▸ WORK TO COMPLETE
Only certain lines below are wanted: those starting at the line containing "transforms, exposed to" and ending at the line containing "scene graph interface", both included, each retyped exactly.

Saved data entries
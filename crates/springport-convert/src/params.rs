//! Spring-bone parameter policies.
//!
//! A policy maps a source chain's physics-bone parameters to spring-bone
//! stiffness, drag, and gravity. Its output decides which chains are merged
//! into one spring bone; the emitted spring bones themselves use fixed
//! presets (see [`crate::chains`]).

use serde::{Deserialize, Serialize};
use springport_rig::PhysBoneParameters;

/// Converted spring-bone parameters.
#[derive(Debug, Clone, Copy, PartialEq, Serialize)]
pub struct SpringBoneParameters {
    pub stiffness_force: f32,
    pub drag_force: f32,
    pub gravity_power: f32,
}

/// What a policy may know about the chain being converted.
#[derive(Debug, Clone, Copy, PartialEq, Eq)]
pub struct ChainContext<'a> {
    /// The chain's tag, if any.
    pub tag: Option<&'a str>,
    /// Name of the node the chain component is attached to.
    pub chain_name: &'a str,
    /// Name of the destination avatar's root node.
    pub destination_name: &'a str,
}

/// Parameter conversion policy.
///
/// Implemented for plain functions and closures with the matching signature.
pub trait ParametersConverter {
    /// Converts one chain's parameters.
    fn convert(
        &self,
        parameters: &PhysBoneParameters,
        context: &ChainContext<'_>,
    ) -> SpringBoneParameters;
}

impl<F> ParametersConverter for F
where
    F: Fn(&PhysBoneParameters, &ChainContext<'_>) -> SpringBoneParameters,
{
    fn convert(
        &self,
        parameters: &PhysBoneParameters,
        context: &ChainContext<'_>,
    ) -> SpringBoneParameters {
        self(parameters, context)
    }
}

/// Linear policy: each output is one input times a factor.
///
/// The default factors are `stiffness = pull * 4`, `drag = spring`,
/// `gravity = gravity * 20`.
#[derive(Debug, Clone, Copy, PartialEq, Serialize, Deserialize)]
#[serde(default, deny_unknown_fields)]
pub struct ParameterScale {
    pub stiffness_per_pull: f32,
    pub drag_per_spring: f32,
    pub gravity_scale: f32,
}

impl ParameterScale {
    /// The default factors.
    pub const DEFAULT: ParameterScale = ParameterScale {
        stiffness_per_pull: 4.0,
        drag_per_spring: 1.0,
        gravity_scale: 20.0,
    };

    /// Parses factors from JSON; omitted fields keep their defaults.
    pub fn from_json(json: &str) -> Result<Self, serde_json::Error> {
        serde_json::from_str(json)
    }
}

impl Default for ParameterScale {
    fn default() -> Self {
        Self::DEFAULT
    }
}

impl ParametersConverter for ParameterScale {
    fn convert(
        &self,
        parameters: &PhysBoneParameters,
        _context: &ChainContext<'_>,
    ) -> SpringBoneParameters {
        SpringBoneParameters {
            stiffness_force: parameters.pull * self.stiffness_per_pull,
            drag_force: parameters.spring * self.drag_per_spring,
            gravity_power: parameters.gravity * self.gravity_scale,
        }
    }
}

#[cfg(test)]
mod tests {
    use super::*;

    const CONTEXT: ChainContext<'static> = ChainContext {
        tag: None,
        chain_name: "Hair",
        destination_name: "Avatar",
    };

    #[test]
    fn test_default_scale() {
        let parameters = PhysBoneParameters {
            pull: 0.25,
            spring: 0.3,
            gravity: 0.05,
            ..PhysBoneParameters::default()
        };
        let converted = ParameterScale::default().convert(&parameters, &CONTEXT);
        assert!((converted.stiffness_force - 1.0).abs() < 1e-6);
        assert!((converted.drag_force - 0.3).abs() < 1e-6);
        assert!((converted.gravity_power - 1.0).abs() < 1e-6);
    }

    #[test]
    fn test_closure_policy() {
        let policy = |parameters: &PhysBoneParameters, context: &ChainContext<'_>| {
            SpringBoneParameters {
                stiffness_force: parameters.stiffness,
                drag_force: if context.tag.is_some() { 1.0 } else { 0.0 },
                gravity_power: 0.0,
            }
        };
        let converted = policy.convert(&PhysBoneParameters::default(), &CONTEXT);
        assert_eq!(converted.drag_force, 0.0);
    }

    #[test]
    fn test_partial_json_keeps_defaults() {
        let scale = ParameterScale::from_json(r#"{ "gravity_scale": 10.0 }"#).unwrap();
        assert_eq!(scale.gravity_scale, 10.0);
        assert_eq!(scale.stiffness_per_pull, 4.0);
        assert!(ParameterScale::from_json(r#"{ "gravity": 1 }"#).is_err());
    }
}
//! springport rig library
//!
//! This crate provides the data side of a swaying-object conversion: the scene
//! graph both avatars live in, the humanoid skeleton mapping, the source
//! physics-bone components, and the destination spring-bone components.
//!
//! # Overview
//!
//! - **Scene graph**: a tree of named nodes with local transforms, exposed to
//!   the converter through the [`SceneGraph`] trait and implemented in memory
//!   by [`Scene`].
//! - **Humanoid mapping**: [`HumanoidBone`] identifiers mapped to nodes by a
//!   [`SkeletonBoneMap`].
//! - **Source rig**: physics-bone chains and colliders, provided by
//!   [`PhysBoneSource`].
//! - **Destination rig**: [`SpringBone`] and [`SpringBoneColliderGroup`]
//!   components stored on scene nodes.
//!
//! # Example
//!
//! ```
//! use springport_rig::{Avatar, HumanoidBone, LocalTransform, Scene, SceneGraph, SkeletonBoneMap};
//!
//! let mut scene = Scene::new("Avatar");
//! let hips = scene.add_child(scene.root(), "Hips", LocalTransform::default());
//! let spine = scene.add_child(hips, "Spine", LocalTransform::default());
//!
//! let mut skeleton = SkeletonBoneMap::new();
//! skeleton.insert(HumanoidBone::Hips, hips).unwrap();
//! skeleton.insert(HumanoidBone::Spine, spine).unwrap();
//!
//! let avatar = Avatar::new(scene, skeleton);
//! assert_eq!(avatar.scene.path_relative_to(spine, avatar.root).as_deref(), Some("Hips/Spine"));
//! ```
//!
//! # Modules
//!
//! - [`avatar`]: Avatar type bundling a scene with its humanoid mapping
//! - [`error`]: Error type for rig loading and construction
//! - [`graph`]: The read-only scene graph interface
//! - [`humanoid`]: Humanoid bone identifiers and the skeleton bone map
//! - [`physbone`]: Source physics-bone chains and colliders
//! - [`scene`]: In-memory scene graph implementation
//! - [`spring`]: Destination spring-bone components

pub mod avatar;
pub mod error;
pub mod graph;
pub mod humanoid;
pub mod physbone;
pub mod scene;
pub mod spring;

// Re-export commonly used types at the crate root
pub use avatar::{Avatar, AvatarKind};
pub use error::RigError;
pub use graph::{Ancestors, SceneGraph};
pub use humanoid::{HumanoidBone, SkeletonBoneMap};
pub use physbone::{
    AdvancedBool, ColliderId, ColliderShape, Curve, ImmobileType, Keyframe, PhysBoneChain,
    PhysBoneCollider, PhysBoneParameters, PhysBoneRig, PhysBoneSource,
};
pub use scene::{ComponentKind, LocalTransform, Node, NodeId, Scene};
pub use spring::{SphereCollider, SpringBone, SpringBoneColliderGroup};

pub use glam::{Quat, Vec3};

---

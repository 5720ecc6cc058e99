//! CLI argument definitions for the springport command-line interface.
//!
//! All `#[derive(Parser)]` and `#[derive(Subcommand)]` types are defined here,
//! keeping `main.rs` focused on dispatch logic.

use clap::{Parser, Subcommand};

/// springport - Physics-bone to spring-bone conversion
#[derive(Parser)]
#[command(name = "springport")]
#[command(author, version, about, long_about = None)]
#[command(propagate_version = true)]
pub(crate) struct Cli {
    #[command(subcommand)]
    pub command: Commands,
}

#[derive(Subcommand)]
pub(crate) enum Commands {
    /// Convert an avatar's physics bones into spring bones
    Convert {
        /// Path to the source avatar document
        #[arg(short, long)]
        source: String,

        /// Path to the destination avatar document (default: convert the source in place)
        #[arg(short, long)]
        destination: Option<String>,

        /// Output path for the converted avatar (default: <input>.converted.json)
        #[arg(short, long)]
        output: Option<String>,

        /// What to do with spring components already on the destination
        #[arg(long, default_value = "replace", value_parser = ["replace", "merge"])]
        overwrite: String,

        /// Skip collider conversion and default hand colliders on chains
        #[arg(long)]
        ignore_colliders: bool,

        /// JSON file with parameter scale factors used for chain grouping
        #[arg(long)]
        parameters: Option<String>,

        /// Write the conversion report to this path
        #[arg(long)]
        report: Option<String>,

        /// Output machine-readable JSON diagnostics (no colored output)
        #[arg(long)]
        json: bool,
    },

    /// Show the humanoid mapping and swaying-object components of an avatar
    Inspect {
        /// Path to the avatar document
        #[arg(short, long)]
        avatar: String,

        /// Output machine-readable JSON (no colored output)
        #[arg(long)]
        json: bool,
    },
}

---

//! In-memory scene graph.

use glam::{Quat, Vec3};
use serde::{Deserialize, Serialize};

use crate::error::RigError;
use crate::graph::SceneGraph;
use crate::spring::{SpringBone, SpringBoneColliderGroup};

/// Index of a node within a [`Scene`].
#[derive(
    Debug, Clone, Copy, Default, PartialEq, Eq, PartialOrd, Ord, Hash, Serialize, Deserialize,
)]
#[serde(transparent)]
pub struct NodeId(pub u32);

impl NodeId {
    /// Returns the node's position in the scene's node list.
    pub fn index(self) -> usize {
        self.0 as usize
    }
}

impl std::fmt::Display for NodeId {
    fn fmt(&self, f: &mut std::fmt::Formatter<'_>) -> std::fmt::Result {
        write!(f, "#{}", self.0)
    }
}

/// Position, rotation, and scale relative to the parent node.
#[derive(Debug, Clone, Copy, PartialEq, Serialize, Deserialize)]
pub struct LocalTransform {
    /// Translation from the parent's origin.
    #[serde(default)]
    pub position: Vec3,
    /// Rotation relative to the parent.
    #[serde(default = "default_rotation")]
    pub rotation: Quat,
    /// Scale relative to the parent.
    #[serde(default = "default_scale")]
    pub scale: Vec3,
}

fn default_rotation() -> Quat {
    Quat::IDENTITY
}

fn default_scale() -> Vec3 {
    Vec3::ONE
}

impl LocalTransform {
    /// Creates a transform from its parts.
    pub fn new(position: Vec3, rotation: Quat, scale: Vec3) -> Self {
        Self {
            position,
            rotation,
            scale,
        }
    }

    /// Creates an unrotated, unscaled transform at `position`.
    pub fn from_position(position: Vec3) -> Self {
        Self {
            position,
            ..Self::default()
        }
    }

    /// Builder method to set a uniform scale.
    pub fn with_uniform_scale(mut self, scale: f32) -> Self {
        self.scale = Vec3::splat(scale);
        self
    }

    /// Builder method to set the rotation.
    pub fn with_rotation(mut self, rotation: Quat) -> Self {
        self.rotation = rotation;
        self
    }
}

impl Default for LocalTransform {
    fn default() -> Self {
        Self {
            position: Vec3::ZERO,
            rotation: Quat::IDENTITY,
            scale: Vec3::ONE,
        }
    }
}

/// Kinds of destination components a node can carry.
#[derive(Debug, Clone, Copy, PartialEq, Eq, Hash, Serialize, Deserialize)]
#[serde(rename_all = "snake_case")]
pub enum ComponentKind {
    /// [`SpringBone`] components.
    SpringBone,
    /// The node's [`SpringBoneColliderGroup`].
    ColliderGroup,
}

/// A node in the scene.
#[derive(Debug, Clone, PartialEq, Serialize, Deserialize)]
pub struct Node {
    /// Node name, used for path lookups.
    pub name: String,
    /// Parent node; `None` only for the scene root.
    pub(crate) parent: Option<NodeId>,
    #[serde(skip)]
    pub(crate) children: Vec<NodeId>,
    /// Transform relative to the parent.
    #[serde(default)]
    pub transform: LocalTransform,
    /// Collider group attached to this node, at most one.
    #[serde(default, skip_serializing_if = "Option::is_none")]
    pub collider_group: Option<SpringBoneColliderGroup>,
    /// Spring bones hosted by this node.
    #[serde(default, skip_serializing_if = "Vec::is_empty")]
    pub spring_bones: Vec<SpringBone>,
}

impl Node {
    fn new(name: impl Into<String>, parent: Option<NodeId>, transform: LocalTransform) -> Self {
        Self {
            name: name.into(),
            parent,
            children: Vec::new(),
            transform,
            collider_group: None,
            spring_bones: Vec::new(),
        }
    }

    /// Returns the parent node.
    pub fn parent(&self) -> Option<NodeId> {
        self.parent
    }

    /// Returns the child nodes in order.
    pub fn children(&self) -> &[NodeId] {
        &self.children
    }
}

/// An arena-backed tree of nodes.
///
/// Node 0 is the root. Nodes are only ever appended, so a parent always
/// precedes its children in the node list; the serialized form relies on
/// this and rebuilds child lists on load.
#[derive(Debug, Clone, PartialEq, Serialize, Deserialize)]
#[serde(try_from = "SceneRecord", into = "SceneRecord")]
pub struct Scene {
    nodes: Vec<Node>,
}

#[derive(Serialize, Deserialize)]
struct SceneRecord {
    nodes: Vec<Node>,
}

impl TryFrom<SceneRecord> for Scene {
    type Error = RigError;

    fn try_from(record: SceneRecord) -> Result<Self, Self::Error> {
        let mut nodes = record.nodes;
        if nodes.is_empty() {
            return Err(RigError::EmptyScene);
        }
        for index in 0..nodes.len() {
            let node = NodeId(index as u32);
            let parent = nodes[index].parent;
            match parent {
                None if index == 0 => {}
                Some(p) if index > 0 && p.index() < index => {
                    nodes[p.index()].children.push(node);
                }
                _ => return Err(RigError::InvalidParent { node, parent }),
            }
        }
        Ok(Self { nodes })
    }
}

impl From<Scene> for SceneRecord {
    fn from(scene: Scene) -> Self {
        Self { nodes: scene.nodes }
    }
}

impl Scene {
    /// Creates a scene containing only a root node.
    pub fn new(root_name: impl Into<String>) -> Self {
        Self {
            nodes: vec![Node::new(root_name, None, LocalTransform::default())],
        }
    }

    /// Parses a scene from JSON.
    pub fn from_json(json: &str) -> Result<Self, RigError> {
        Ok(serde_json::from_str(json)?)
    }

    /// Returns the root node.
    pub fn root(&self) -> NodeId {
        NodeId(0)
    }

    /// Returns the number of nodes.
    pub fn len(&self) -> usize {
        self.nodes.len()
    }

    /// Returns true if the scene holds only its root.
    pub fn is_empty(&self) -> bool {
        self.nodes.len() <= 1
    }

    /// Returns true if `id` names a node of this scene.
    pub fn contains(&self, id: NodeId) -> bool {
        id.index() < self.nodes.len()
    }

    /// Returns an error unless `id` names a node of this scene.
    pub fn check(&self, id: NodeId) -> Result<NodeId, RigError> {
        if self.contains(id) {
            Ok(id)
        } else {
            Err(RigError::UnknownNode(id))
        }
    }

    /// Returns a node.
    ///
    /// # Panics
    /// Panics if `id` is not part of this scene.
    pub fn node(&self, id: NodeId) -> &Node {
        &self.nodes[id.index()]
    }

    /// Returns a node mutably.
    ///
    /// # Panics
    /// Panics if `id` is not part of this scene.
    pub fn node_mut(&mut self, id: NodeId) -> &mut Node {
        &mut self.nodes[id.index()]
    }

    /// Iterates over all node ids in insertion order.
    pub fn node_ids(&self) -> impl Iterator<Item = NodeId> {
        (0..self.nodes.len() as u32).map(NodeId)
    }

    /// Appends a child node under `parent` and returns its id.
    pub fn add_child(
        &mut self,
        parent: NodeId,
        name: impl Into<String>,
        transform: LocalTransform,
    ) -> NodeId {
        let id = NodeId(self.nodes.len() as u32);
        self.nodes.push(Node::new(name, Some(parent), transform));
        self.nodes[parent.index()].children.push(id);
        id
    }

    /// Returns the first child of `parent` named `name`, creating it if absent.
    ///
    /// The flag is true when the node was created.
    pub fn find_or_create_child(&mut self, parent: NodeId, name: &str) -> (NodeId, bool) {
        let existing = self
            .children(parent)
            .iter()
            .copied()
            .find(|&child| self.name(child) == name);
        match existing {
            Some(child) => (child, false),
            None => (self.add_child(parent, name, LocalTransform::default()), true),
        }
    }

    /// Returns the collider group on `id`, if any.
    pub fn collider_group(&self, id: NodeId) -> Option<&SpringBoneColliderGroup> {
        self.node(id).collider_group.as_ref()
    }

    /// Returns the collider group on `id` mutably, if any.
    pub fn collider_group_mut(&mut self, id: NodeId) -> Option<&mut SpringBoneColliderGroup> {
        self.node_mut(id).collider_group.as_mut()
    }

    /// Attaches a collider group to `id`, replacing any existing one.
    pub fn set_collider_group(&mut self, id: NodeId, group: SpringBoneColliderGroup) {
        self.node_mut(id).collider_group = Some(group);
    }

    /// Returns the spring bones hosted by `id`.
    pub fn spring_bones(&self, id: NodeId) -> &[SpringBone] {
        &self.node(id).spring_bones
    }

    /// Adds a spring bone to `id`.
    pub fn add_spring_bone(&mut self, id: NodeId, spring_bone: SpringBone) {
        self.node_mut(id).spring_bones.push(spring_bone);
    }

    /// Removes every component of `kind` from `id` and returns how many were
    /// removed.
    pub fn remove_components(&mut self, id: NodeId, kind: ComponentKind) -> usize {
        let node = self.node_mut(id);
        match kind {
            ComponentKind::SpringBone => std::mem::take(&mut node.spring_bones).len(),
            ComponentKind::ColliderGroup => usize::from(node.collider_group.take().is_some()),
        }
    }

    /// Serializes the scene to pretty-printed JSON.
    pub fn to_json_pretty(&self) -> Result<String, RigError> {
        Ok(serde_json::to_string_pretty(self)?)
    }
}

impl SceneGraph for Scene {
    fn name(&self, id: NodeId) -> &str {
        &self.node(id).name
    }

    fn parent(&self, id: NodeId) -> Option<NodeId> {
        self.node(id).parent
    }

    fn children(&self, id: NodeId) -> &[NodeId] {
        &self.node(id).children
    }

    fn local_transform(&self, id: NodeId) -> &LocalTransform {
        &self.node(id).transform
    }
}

▸ REPLY
//! - **Scene graph**: a tree of named nodes with local transforms, exposed to
//!   the converter through the [`SceneGraph`] trait and implemented in memory
//!   by [`Scene`].
//! - **Humanoid mapping**: [`HumanoidBone`] identifiers mapped to nodes by a
//!   [`SkeletonBoneMap`].
//! - **Source rig**: physics-bone chains and colliders, provided by
//!   [`PhysBoneSource`].
//! - **Destination rig**: [`SpringBone`] and [`SpringBoneColliderGroup`]
//!   components stored on scene nodes.
//!
//! # Example
//!
//! ```
//! use springport_rig::{Avatar, HumanoidBone, LocalTransform, Scene, SceneGraph, SkeletonBoneMap};
//!
//! let mut scene = Scene::new("Avatar");
//! let hips = scene.add_child(scene.root(), "Hips", LocalTransform::default());
//! let spine = scene.add_child(hips, "Spine", LocalTransform::default());
//!
//! let mut skeleton = SkeletonBoneMap::new();
//! skeleton.insert(HumanoidBone::Hips, hips).unwrap();
//! skeleton.insert(HumanoidBone::Spine, spine).unwrap();
//!
//! let avatar = Avatar::new(scene, skeleton);
//! assert_eq!(avatar.scene.path_relative_to(spine, avatar.root).as_deref(), Some("Hips/Spine"));
//! ```
//!
//! # Modules
//!
//! - [`avatar`]: Avatar type bundling a scene with its humanoid mapping
//! - [`error`]: Error type for rig loading and construction
//! - [`graph`]: The read-only scene graph interface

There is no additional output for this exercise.